:: What the exercise asks ::
From the line with "dto.branch_id = *branch_id;" through the line with "dto.reference_text = reference_text.clone();", repeat the entries verbatim, both end lines included, and add nothing.

:: Dataset records ::
◆ ◆ ◆ ◆ ◆
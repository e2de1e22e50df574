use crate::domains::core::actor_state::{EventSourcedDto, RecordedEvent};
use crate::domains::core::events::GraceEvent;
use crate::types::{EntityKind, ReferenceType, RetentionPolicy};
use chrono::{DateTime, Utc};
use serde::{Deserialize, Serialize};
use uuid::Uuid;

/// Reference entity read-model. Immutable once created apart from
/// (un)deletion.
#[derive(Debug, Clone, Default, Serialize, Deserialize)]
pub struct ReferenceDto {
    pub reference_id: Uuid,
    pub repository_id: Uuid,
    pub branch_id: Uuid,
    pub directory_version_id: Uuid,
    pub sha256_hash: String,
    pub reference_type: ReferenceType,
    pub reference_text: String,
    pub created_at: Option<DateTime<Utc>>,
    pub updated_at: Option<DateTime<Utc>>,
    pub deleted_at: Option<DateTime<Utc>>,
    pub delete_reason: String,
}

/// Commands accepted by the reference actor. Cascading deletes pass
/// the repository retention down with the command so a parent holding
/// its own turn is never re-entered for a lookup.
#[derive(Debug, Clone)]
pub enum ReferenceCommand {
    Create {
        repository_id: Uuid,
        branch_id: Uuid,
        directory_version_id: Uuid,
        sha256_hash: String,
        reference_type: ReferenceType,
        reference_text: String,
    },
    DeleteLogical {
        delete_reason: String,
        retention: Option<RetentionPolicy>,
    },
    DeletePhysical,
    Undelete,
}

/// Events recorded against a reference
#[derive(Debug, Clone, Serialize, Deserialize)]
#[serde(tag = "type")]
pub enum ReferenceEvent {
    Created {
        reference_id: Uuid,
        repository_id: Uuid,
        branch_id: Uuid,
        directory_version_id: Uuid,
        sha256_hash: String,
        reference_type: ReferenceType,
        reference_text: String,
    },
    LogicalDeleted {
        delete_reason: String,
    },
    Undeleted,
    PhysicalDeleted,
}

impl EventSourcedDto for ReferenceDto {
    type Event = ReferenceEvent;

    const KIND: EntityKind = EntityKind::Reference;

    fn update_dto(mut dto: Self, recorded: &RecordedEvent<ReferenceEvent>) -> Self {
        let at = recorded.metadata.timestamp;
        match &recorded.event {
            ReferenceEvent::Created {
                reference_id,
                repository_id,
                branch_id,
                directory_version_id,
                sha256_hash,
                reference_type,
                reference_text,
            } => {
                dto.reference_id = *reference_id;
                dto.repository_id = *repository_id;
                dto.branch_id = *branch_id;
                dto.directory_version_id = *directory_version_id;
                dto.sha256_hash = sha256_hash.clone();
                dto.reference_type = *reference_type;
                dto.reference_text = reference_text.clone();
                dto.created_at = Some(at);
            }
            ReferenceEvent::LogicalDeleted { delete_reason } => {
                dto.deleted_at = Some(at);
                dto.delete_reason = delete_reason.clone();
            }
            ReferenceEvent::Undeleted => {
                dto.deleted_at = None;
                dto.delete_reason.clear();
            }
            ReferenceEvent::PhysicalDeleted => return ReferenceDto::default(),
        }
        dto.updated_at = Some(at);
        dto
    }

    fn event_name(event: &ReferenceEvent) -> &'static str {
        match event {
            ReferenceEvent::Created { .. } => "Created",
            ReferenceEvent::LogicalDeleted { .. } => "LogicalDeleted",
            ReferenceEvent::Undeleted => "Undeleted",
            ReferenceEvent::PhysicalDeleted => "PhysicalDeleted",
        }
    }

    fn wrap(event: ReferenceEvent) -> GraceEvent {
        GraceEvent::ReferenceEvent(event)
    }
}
◆ ◆ ◆ ◆ ◆
:: Expected output ::
                dto.branch_id = *branch_id;
                dto.directory_version_id = *directory_version_id;
                dto.sha256_hash = sha256_hash.clone();
                dto.reference_type = *reference_type;
                dto.reference_text = reference_text.clone();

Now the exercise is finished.